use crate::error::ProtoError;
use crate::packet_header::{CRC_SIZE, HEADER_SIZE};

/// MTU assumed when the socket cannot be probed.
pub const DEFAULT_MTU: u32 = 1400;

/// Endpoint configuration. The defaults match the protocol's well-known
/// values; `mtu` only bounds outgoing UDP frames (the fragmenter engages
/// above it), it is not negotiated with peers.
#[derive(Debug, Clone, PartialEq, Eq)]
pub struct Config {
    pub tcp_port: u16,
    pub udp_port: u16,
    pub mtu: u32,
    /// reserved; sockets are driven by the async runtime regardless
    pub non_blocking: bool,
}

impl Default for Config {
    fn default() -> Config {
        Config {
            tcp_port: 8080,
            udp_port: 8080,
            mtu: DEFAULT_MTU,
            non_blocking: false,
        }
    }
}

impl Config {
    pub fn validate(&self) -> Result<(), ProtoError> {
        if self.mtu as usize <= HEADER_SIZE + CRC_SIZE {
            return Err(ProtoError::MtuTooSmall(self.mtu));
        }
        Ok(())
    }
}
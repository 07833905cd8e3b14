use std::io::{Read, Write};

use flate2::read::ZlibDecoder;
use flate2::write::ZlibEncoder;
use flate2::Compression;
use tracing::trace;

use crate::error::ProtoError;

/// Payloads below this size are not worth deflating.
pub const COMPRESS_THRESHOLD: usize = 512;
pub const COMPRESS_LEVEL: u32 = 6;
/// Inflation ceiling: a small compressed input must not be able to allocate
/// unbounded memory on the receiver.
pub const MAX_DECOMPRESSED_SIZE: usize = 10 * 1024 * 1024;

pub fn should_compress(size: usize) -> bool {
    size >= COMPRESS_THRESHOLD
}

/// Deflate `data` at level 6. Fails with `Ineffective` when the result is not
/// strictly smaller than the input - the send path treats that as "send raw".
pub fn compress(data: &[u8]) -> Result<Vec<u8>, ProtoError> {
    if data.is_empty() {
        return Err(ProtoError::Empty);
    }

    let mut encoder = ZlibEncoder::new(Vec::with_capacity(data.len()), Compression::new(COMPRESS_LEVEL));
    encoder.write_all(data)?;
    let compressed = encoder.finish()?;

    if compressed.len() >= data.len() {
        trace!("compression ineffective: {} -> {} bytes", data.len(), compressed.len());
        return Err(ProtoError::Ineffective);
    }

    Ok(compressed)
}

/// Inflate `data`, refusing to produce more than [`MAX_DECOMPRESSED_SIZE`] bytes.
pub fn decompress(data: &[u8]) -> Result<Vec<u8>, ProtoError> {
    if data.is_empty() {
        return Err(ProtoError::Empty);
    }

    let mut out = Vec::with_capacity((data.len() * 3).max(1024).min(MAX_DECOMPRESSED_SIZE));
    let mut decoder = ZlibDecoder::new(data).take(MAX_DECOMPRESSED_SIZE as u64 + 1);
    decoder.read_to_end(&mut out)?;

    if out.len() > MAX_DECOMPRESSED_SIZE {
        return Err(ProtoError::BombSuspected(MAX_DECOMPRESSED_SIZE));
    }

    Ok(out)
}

Aim of the task >>
When you reach the line holding "impl Default for" in the records above, begin reproducing exactly, stop after the line holding "if self.mtu as", and output nothing else.

Output >>
impl Default for Config {
    fn default() -> Config {
        Config {
            tcp_port: 8080,
            udp_port: 8080,
            mtu: DEFAULT_MTU,
            non_blocking: false,
        }
    }
}

impl Config {
    pub fn validate(&self) -> Result<(), ProtoError> {
        if self.mtu as usize <= HEADER_SIZE + CRC_SIZE {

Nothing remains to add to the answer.